The creation and maintenance of a cadre of experienced
researchers is, however, a minimalist objective for a country such as
ours, possessing such a disproportionate share of the world’s medical
research capacity. The
programs described below illustrate the ability of American individuals
and institutions in some circumstances to ease the disease burdens of
thousands or even millions of people at rather minor cost.
The following account is written in non-technical language in the
hope of attracting a wider audience than would normally attend to
esoteric diseases. Let us
look first at cholera, an unfinished story of combat with a disease that
terrified mankind. Many of
the programs and institutions we will scrutinize later are seen in
action here. (1)
(1) The
following section is based, unless otherwise noted, upon Cholera:
The American Scientific Experience, 1947-1980, by W.E. van
Heyningen and John R. Seal.
II.
THE CHOLERA STORY
A.
ORIGIN AND NATURE OF THE DISEASE
Cholera is a disease with a definite home base and only an
occasional urge to travel. The base is the Ganges delta, northeastern India around
Calcutta and areas of Bangladesh. Cholera
is always present in this area, thriving in the warm, moist climate.
Exactly why it bursts out into the rest of the world in brief but
terrifying raids is still not known.
Curiously, cholera pandemics seem not to have occurred before the
nineteenth century, and to have occurred at all only seven times; once
in this century.
A cholera pandemic must have been a horrible thing because of the
suddenness of the incursion, the high mortality rate, and the grisly
impact it had almost immediately on its victims.
The fourth pandemic of 1863, for example, which reached Europe by
means of pilgrims through Mecca to Egypt, Constantinople and thence to
Italy and France, killed a half million people on the continent.
It also reached the United States for the third and last time,
where it killed about 50,000 people.
Earlier epidemics in 1829 and 1849 left approximately 100,000
dead each time. Later pandemics, in 1881 and 1889, reached Europe, but
affected many fewer people.
Cholera was not the greatest killer of the time -- many more died
in the United States of malaria and tuberculosis -- but it wondrously
focused the medical mind because of the panic it spread.
The onset of the disease is abrupt, involving diarrhea and
vomiting to the point of severe dehydration.
Victims appear “cadaverized” in a short time, their bodies
drained of water so that their eyes sink into their sockets, the flesh
sags and wrinkles, and the skin color becomes leaden.
Yet the mind remains clear, fearfully aware of the deterioration
of its surroundings.
The sudden appearances of the disease in Europe, where it was
considered the worst thing to happen since the plague of the Middle
Ages, led to observations and experiments of remarkable acuity which
sometimes faded from the scene like the disease itself, having to be
rediscovered or re-observed at a later date.
The bacterium that carries the disease, for example, was observed
by the Italian Filippo Pacini around 1853, but it was discovered anew by
the great German bacteriologist Robert Koch in 1883.

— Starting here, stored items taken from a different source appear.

//! Runner units and the one-line protocol they speak.
//!
//! A runner unit is the preamble, the submission and a small driver that
//! evaluates one call expression and prints a single JSON line:
//! `{"status": "ok", "result": ...}` or `{"status": "error", "error": "..."}`.

use crate::engine::ExecutionOutput;
use serde::Deserialize;
use serde_json::Value;
use std::time::Duration;

/// Diagnostics copied into a test outcome are cut to this many characters
pub const MAX_SNIPPET_CHARS: usize = 500;

/// What one execution of a runner unit amounted to
#[derive(Debug, Clone, PartialEq)]
pub enum RunOutcome {
    /// The call returned and its result was serialized
    Returned(Value),
    Error(String),
    Timeout(String),
}

#[derive(Debug, Deserialize)]
#[serde(tag = "status", rename_all = "lowercase")]
enum RunnerReply {
    Ok {
        #[serde(default)]
        result: Value,
    },
    Error {
        #[serde(default)]
        error: String,
    },
}

fn is_blank(line: &str) -> bool {
    line.trim_matches([' ', '\t', '\r']).is_empty()
}

fn leading_whitespace(line: &str) -> &str {
    let content = line.trim_start_matches([' ', '\t']);
    &line[..line.len() - content.len()]
}

fn common_prefix<'a>(a: &'a str, b: &str) -> &'a str {
    let len = a
        .bytes()
        .zip(b.bytes())
        .take_while(|(x, y)| x == y)
        .count();
    &a[..len]
}

/// Remove the whitespace prefix shared by every non-blank line.
/// Whitespace-only lines become empty.
pub fn dedent(text: &str) -> String {
    let mut margin: Option<&str> = None;
    for line in text.lines() {
        if is_blank(line) {
            continue;
        }
        let indent = leading_whitespace(line);
        margin = Some(match margin {
            None => indent,
            Some(current) => common_prefix(current, indent),
        });
    }
    let margin_len = margin.map(str::len).unwrap_or(0);

    let mut out = String::with_capacity(text.len());
    for segment in text.split_inclusive('\n') {
        let (line, ending) = match segment.strip_suffix('\n') {
            Some(line) => (line, "\n"),
            None => (segment, ""),
        };
        if !is_blank(line) {
            out.push_str(&line[margin_len..]);
        }
        out.push_str(ending);
    }
    out
}

/// Assemble the self-contained unit executed for one test case
pub fn build_runner_unit(preamble: Option<&str>, submission: &str, call: &str) -> String {
    let mut unit = String::from("import json, sys\n");
    if let Some(preamble) = preamble.filter(|p| !p.trim().is_empty()) {
        unit.push_str(&dedent(preamble));
        unit.push('\n');
    }
    unit.push_str(&dedent(submission));
    unit.push_str("\n\n");
    unit.push_str("try:\n");
    unit.push_str(&format!("    result = {}\n", call.trim()));
    unit.push_str("    print(json.dumps({\"status\": \"ok\", \"result\": result}))\n");
    unit.push_str("except Exception as exc:\n");
    unit.push_str("    print(json.dumps({\"status\": \"error\", \"error\": str(exc)}))\n");
    unit
}

pub fn truncate_chars(text: &str, max_chars: usize) -> String {
    text.chars().take(max_chars).collect()
}

fn snippet(text: &str) -> String {
    truncate_chars(text, MAX_SNIPPET_CHARS).trim().to_string()
}

/// "5s", "1.5s"
fn format_limit(limit: Duration) -> String {
    format!("{}s", limit.as_millis() as f64 / 1000.0)
}

/// Interpret the raw output of a runner unit
pub fn classify_output(output: &ExecutionOutput, limit: Duration) -> RunOutcome {
    if output.timed_out {
        return RunOutcome::Timeout(format!("Exceeded {} time limit.", format_limit(limit)));
    }

    let stderr = snippet(&output.stderr);
    let raw = output.stdout.trim();
    if raw.is_empty() {
        if stderr.is_empty() {
            return RunOutcome::Error("No output produced.".to_string());
        }
        return RunOutcome::Error(stderr);
    }

    // Submissions may print their own diagnostics; the reply is the last line
    let last_line = raw.lines().filter(|line| !is_blank(line)).last().unwrap_or(raw);

    match serde_json::from_str::<RunnerReply>(last_line) {
        Ok(RunnerReply::Ok { result }) => RunOutcome::Returned(result),
        Ok(RunnerReply::Error { error }) => {
            RunOutcome::Error(truncate_chars(&error, MAX_SNIPPET_CHARS))
        }
        Err(_) if !stderr.is_empty() => RunOutcome::Error(stderr),
        Err(_) => RunOutcome::Error(format!("Could not parse output: {}", snippet(raw))),
    }
}

#[cfg(test)]
mod tests {
    use super::*;
    use serde_json::json;

    fn make_output(stdout: &str, stderr: &str) -> ExecutionOutput {
        ExecutionOutput {
            stdout: stdout.to_string(),
            stderr: stderr.to_string(),
            execution_time_ms: 12,
            timed_out: false,
            exit_code: Some(0),
            runtime_error: false,
        }
    }

    #[test]
    fn test_dedent_removes_common_margin() {
        let code = "    def f():\n        return 1\n  \n    x = f()\n";
        assert_eq!(dedent(code), "def f():\n    return 1\n\nx = f()\n");
    }

    #[test]
    fn test_dedent_keeps_unindented_text() {
        let code = "def f():\n\treturn 1";
        assert_eq!(dedent(code), code);
    }

    #[test]
    fn test_dedent_mixed_tabs_and_spaces_share_nothing() {
        let code = "\tx = 1\n    y = 2\n";
        assert_eq!(dedent(code), code);
    }

    #[test]
    fn test_runner_unit_layout() {
        let unit = build_runner_unit(
            Some("  class TreeNode:\n      pass\n"),
            "    def solve(x):\n        return x\n",
            " solve(3) ",
        );

        assert!(unit.starts_with("import json, sys\n"));
        let preamble_at = unit.find("class TreeNode:").unwrap();
        let solution_at = unit.find("def solve(x):\n    return x").unwrap();
        let driver_at = unit.find("    result = solve(3)\n").unwrap();
        assert!(preamble_at < solution_at && solution_at < driver_at);
        assert!(unit.contains("except Exception as exc:"));
    }

    #[test]
    fn test_runner_unit_without_preamble() {
        let unit = build_runner_unit(None, "def f():\n    return 1\n", "f()");
        assert!(!unit.contains("TreeNode"));
        assert!(unit.contains("result = f()"));
    }

    #[test]
    fn test_classify_ok_reply_uses_last_line() {
        let output = make_output(
            "debugging...\n{\"status\": \"ok\", \"result\": [0, 1]}\n\n",
            "",
        );
        assert_eq!(
            classify_output(&output, Duration::from_secs(5)),
            RunOutcome::Returned(json!([0, 1]))
        );
    }

    #[test]
    fn test_classify_null_result() {
        let output = make_output("{\"status\": \"ok\", \"result\": null}\n", "");
        assert_eq!(
            classify_output(&output, Duration::from_secs(5)),
            RunOutcome::Returned(Value::Null)
        );
    }

    #[test]
    fn test_classify_error_reply() {
        let output = make_output("{\"status\": \"error\", \"error\": \"division by zero\"}\n", "");
        assert_eq!(
            classify_output(&output, Duration::from_secs(5)),
            RunOutcome::Error("division by zero".to_string())
        );
    }

    #[test]
    fn test_classify_empty_stdout() {
        let silent = make_output("", "");
        assert_eq!(
            classify_output(&silent, Duration::from_secs(5)),
            RunOutcome::Error("No output produced.".to_string())
        );

        let long_trace = "Traceback ".repeat(100);
        let crashed = make_output("  \n", &long_trace);
        match classify_output(&crashed, Duration::from_secs(5)) {
            RunOutcome::Error(message) => {
                assert!(message.starts_with("Traceback"));
                assert!(message.chars().count() <= MAX_SNIPPET_CHARS);
            }
            other => panic!("expected error, got {:?}", other),
        }
    }

    #[test]
    fn test_classify_unparseable_output() {
        let output = make_output("42\n", "");
        assert_eq!(
            classify_output(&output, Duration::from_secs(5)),
            RunOutcome::Error("Could not parse output: 42".to_string())
        );

        let with_trace = make_output("partial\n", "SyntaxError: bad");
        assert_eq!(
            classify_output(&with_trace, Duration::from_secs(5)),
            RunOutcome::Error("SyntaxError: bad".to_string())
        );
    }

    #[test]
    fn test_classify_timeout_message() {
        let mut output = make_output("", "");
        output.timed_out = true;
        assert_eq!(
            classify_output(&output, Duration::from_secs(5)),
            RunOutcome::Timeout("Exceeded 5s time limit.".to_string())
        );
        assert_eq!(
            classify_output(&output, Duration::from_millis(1500)),
            RunOutcome::Timeout("Exceeded 1.5s time limit.".to_string())
        );
    }
}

Koch supposed that the cholera bacterium sent a poison into the
body that acted in some systemic way on the patient, as was known to be
the case with tetanus, diphtheria and botulism.
This turned out to be an error: the poison acts on the walls of
the small intestine, inhibiting the absorption of water into the system
and facilitating the flow of water into the intestine.

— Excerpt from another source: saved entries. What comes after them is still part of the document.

//! Owned syntax tree for submissions.
//!
//! The concrete tree-sitter tree is lowered into these tagged variants so the
//! analyzers can pattern-match on node kinds without holding the source
//! buffer or the parser alive.

use std::collections::VecDeque;

/// Source location of a node. Lines are 1-based and inclusive.
#[derive(Debug, Clone, Copy, PartialEq, Eq, Default)]
pub struct Span {
    pub start_line: usize,
    pub end_line: usize,
    pub start_byte: usize,
    pub end_byte: usize,
}

impl Span {
    pub fn line_count(&self) -> usize {
        self.end_line.saturating_sub(self.start_line) + 1
    }
}

#[derive(Debug, Clone, PartialEq, Default)]
pub struct Module {
    pub body: Vec<Stmt>,
}

impl Module {
    /// Breadth-first traversal over every node, source order within a level
    pub fn walk(&self) -> Walk<'_> {
        let mut queue = VecDeque::new();
        queue.extend(self.body.iter().map(NodeRef::Stmt));
        Walk { queue }
    }
}

#[derive(Debug, Clone, PartialEq)]
pub struct Stmt {
    pub kind: StmtKind,
    pub span: Span,
}

#[derive(Debug, Clone, PartialEq)]
pub struct FunctionDef {
    pub name: String,
    pub params: Vec<Param>,
    pub body: Vec<Stmt>,
    pub decorators: Vec<Expr>,
    pub is_async: bool,
}

#[derive(Debug, Clone, PartialEq)]
pub struct Param {
    pub name: String,
    pub default: Option<Expr>,
}

#[derive(Debug, Clone, PartialEq)]
pub struct ExceptHandler {
    /// `None` for a bare `except:`
    pub type_: Option<Expr>,
    pub name: Option<String>,
    pub body: Vec<Stmt>,
    pub span: Span,
}

#[derive(Debug, Clone, PartialEq)]
pub struct WithItem {
    pub context: Expr,
    pub target: Option<Expr>,
}

#[derive(Debug, Clone, PartialEq)]
pub struct Alias {
    /// Dotted name as written, e.g. `os.path`
    pub name: String,
    pub asname: Option<String>,
}

#[derive(Debug, Clone, PartialEq)]
pub enum StmtKind {
    FunctionDef(FunctionDef),
    ClassDef {
        name: String,
        bases: Vec<Expr>,
        body: Vec<Stmt>,
        decorators: Vec<Expr>,
    },
    /// `if` followed by its `elif` branches, in order
    If {
        branches: Vec<(Expr, Vec<Stmt>)>,
        orelse: Vec<Stmt>,
    },
    For {
        target: Expr,
        iter: Expr,
        body: Vec<Stmt>,
        orelse: Vec<Stmt>,
        is_async: bool,
    },
    While {
        test: Expr,
        body: Vec<Stmt>,
        orelse: Vec<Stmt>,
    },
    Try {
        body: Vec<Stmt>,
        handlers: Vec<ExceptHandler>,
        orelse: Vec<Stmt>,
        finalbody: Vec<Stmt>,
    },
    With {
        items: Vec<WithItem>,
        body: Vec<Stmt>,
    },
    Assert {
        test: Expr,
        msg: Option<Expr>,
    },
    Import {
        names: Vec<Alias>,
    },
    ImportFrom {
        module: Option<String>,
        /// Empty for `from m import *`
        names: Vec<Alias>,
    },
    /// `a = b = value` keeps every target
    Assign {
        targets: Vec<Expr>,
        value: Expr,
    },
    AugAssign {
        target: Expr,
        value: Expr,
    },
    AnnAssign {
        target: Expr,
        annotation: Expr,
        value: Option<Expr>,
    },
    Expr(Expr),
    Return(Option<Expr>),
    Pass,
    /// Statements without dedicated handling (raise, del, global, match, ...)
    Other {
        exprs: Vec<Expr>,
        body: Vec<Stmt>,
    },
}

#[derive(Debug, Clone, PartialEq)]
pub struct Expr {
    pub kind: ExprKind,
    pub span: Span,
}

#[derive(Debug, Clone, PartialEq)]
pub enum Constant {
    None,
    Bool(bool),
    /// Integers and floats; `display` keeps the literal as written
    Number { value: f64, display: String },
    Complex(String),
    Str(String),
    Bytes(String),
    Ellipsis,
}

#[derive(Debug, Clone, Copy, PartialEq, Eq)]
pub enum BoolOperator {
    And,
    Or,
}

#[derive(Debug, Clone, PartialEq)]
pub struct Keyword {
    /// `None` for `**kwargs`
    pub arg: Option<String>,
    pub value: Expr,
}

#[derive(Debug, Clone, PartialEq)]
pub struct Generator {
    pub target: Expr,
    pub iter: Expr,
    pub ifs: Vec<Expr>,
}

#[derive(Debug, Clone, PartialEq)]
pub enum ExprKind {
    Name(String),
    Attribute {
        value: Box<Expr>,
        attr: String,
    },
    Call {
        func: Box<Expr>,
        args: Vec<Expr>,
        keywords: Vec<Keyword>,
    },
    Constant(Constant),
    /// f-string; only the interpolated expressions are kept
    JoinedStr(Vec<Expr>),
    BoolOp {
        op: BoolOperator,
        values: Vec<Expr>,
    },
    UnaryOp {
        op: String,
        operand: Box<Expr>,
    },
    BinOp {
        left: Box<Expr>,
        op: String,
        right: Box<Expr>,
    },
    Compare {
        left: Box<Expr>,
        comparators: Vec<Expr>,
    },
    List(Vec<Expr>),
    Tuple(Vec<Expr>),
    Set(Vec<Expr>),
    Dict {
        keys: Vec<Expr>,
        values: Vec<Expr>,
    },
    /// List/set/dict comprehensions and generator expressions.
    /// Dict comprehensions carry the key in `element` and the value in `value`.
    Comprehension {
        element: Box<Expr>,
        value: Option<Box<Expr>>,
        generators: Vec<Generator>,
    },
    Lambda {
        params: Vec<Param>,
        body: Box<Expr>,
    },
    NamedExpr {
        target: Box<Expr>,
        value: Box<Expr>,
    },
    IfExp {
        test: Box<Expr>,
        body: Box<Expr>,
        orelse: Box<Expr>,
    },
    Subscript {
        value: Box<Expr>,
        index: Vec<Expr>,
    },
    Starred(Box<Expr>),
    Await(Box<Expr>),
    Other(Vec<Expr>),
}

impl Expr {
    /// Dotted path for `a.b.c` style expressions, `None` for anything else
    pub fn dotted_name(&self) -> Option<String> {
        match &self.kind {
            ExprKind::Name(name) => Some(name.clone()),
            ExprKind::Attribute { value, attr } => {
                value.dotted_name().map(|base| format!("{}.{}", base, attr))
            }
            _ => None,
        }
    }
}

/// Borrowed handle over any node, used for uniform traversal
#[derive(Debug, Clone, Copy)]
pub enum NodeRef<'a> {
    Stmt(&'a Stmt),
    Expr(&'a Expr),
    Handler(&'a ExceptHandler),
}

impl<'a> NodeRef<'a> {
    pub fn span(&self) -> Span {
        match self {
            NodeRef::Stmt(stmt) => stmt.span,
            NodeRef::Expr(expr) => expr.span,
            NodeRef::Handler(handler) => handler.span,
        }
    }

    /// Direct children in source order
    pub fn children(&self) -> Vec<NodeRef<'a>> {
        let mut out = Vec::new();
        match *self {
            NodeRef::Stmt(stmt) => stmt_children(stmt, &mut out),
            NodeRef::Expr(expr) => expr_children(expr, &mut out),
            NodeRef::Handler(handler) => {
                if let Some(type_) = &handler.type_ {
                    out.push(NodeRef::Expr(type_));
                }
                push_stmts(&handler.body, &mut out);
            }
        }
        out
    }
}

fn push_stmts<'a>(stmts: &'a [Stmt], out: &mut Vec<NodeRef<'a>>) {
    out.extend(stmts.iter().map(NodeRef::Stmt));
}

fn push_exprs<'a>(exprs: &'a [Expr], out: &mut Vec<NodeRef<'a>>) {
    out.extend(exprs.iter().map(NodeRef::Expr));
}

fn push_params<'a>(params: &'a [Param], out: &mut Vec<NodeRef<'a>>) {
    out.extend(params.iter().filter_map(|p| p.default.as_ref()).map(NodeRef::Expr));
}

fn stmt_children<'a>(stmt: &'a Stmt, out: &mut Vec<NodeRef<'a>>) {
    match &stmt.kind {
        StmtKind::FunctionDef(def) => {
            push_exprs(&def.decorators, out);
            push_params(&def.params, out);
            push_stmts(&def.body, out);
        }
        StmtKind::ClassDef {
            bases,
            body,
            decorators,
            ..
        } => {
            push_exprs(decorators, out);
            push_exprs(bases, out);
            push_stmts(body, out);
        }
        StmtKind::If { branches, orelse } => {
            for (test, body) in branches {
                out.push(NodeRef::Expr(test));
                push_stmts(body, out);
            }
            push_stmts(orelse, out);
        }
        StmtKind::For {
            target,
            iter,
            body,
            orelse,
            ..
        } => {
            out.push(NodeRef::Expr(target));
            out.push(NodeRef::Expr(iter));
            push_stmts(body, out);
            push_stmts(orelse, out);
        }
        StmtKind::While { test, body, orelse } => {
            out.push(NodeRef::Expr(test));
            push_stmts(body, out);
            push_stmts(orelse, out);
        }
        StmtKind::Try {
            body,
            handlers,
            orelse,
            finalbody,
        } => {
            push_stmts(body, out);
            out.extend(handlers.iter().map(NodeRef::Handler));
            push_stmts(orelse, out);
            push_stmts(finalbody, out);
        }
        StmtKind::With { items, body } => {
            for item in items {
                out.push(NodeRef::Expr(&item.context));
                if let Some(target) = &item.target {
                    out.push(NodeRef::Expr(target));
                }
            }
            push_stmts(body, out);
        }
        StmtKind::Assert { test, msg } => {
            out.push(NodeRef::Expr(test));
            if let Some(msg) = msg {
                out.push(NodeRef::Expr(msg));
            }
        }
        StmtKind::Import { .. } | StmtKind::ImportFrom { .. } | StmtKind::Pass => {}
        StmtKind::Assign { targets, value } => {
            push_exprs(targets, out);
            out.push(NodeRef::Expr(value));
        }
        StmtKind::AugAssign { target, value } => {
            out.push(NodeRef::Expr(target));
            out.push(NodeRef::Expr(value));
        }
        StmtKind::AnnAssign {
            target,
            annotation,
            value,
        } => {
            out.push(NodeRef::Expr(target));
            out.push(NodeRef::Expr(annotation));
            if let Some(value) = value {
                out.push(NodeRef::Expr(value));
            }
        }
        StmtKind::Expr(expr) => out.push(NodeRef::Expr(expr)),
        StmtKind::Return(value) => {
            if let Some(value) = value {
                out.push(NodeRef::Expr(value));
            }
        }
        StmtKind::Other { exprs, body } => {
            push_exprs(exprs, out);
            push_stmts(body, out);
        }
    }
}

fn expr_children<'a>(expr: &'a Expr, out: &mut Vec<NodeRef<'a>>) {
    match &expr.kind {
        ExprKind::Name(_) | ExprKind::Constant(_) => {}
        ExprKind::Attribute { value, .. } => out.push(NodeRef::Expr(value)),
        ExprKind::Call {
            func,
            args,
            keywords,
        } => {
            out.push(NodeRef::Expr(func));
            push_exprs(args, out);
            out.extend(keywords.iter().map(|k| NodeRef::Expr(&k.value)));
        }
        ExprKind::JoinedStr(values)
        | ExprKind::List(values)
        | ExprKind::Tuple(values)
        | ExprKind::Set(values)
        | ExprKind::Other(values) => push_exprs(values, out),
        ExprKind::BoolOp { values, .. } => push_exprs(values, out),
        ExprKind::UnaryOp { operand, .. } => out.push(NodeRef::Expr(operand)),
        ExprKind::BinOp { left, right, .. } => {
            out.push(NodeRef::Expr(left));
            out.push(NodeRef::Expr(right));
        }
        ExprKind::Compare { left, comparators } => {
            out.push(NodeRef::Expr(left));
            push_exprs(comparators, out);
        }
        ExprKind::Dict { keys, values } => {
            for (key, value) in keys.iter().zip(values) {
                out.push(NodeRef::Expr(key));
                out.push(NodeRef::Expr(value));
            }
        }
        ExprKind::Comprehension {
            element,
            value,
            generators,
        } => {
            out.push(NodeRef::Expr(element));
            if let Some(value) = value {
                out.push(NodeRef::Expr(value));
            }
            for generator in generators {
                out.push(NodeRef::Expr(&generator.target));
                out.push(NodeRef::Expr(&generator.iter));
                push_exprs(&generator.ifs, out);
            }
        }
        ExprKind::Lambda { params, body } => {
            push_params(params, out);
            out.push(NodeRef::Expr(body));
        }
        ExprKind::NamedExpr { target, value } => {
            out.push(NodeRef::Expr(target));
            out.push(NodeRef::Expr(value));
        }
        ExprKind::IfExp { test, body, orelse } => {
            out.push(NodeRef::Expr(body));
            out.push(NodeRef::Expr(test));
            out.push(NodeRef::Expr(orelse));
        }
        ExprKind::Subscript { value, index } => {
            out.push(NodeRef::Expr(value));
            push_exprs(index, out);
        }
        ExprKind::Starred(inner) | ExprKind::Await(inner) => out.push(NodeRef::Expr(inner)),
    }
}

/// Breadth-first iterator returned by [`Module::walk`] and [`walk_from`]
pub struct Walk<'a> {
    queue: VecDeque<NodeRef<'a>>,
}

impl<'a> Iterator for Walk<'a> {
    type Item = NodeRef<'a>;

    fn next(&mut self) -> Option<NodeRef<'a>> {
        let node = self.queue.pop_front()?;
        self.queue.extend(node.children());
        Some(node)
    }
}

/// Breadth-first traversal of `node` and everything below it
pub fn walk_from(node: NodeRef<'_>) -> Walk<'_> {
    let mut queue = VecDeque::new();
    queue.push_back(node);
    Walk { queue }
}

The discovery of the cholera toxin took another 75 years after
Koch began the search. Then an Indian scientist, S.N. De, conclusively
demonstrated that the damage to the body was caused by an exotoxin,
rather than an endotoxin as Koch had supposed.
For tetanus and diphtheria, the discovery of the toxin led
quickly to production of a vaccine to ward off the disease. This
has so far not occurred for cholera, although efforts have continued
since the toxin was discovered. Prevention
of cholera in Europe followed the demonstration by John Snow of Britain
in 1853 that the disease was transmitted through water contaminated by
sewage. This led throughout
Europe to important improvements in sanitation.
The idea of treating the disease by rehydration was also
conceived during the early pandemics.
In Moscow in 1830 or thereabouts, two German expatriates,
Jaehnichen and Hermann, had the idea, based on the chemical analysis of
the blood and stools of cholera patients, of injecting water and acids
into the blood stream. Their
attempts to do this were, however, unsuccessful. In London, in 1831, a young physician named O’Shaughnessy
proposed injecting water and salts into the blood stream, rejecting
Hermann’s notion that acids were lost from the disease.
O’Shaughnessy took a job with the East Indian Company and
worked no more on cholera, but his ideas were tried in 1832 by a
Scottish physician named Thomas Latta.
Latta succeeded in reviving an aged female patient who seemed at
death’s door. Within a
half hour she was free of discomfort, her features restored, and
convinced that all she needed was a little sleep.
Latta himself needed rest and retired.
The patient soon again experienced vomiting and diarrhea and died
before Latta was informed of her change in condition.
He was convinced that she could have been saved if the
rehydration had been continued.
These early attempts at rehydration, while promising, could not
easily have succeeded. Intravenously injected water, alone or with acetic acid
added, as proposed by the expatriate Germans, did not replace the
essential minerals also lost from the blood.
The use of unsterilized saline and undistilled water by Latta
could have led to septicemia and high fever.
Latta died the following year, and cholera retreated from Europe
of its own accord. The
medical community became convinced that rehydration merely postponed the
effects of the disease and prolonged suffering.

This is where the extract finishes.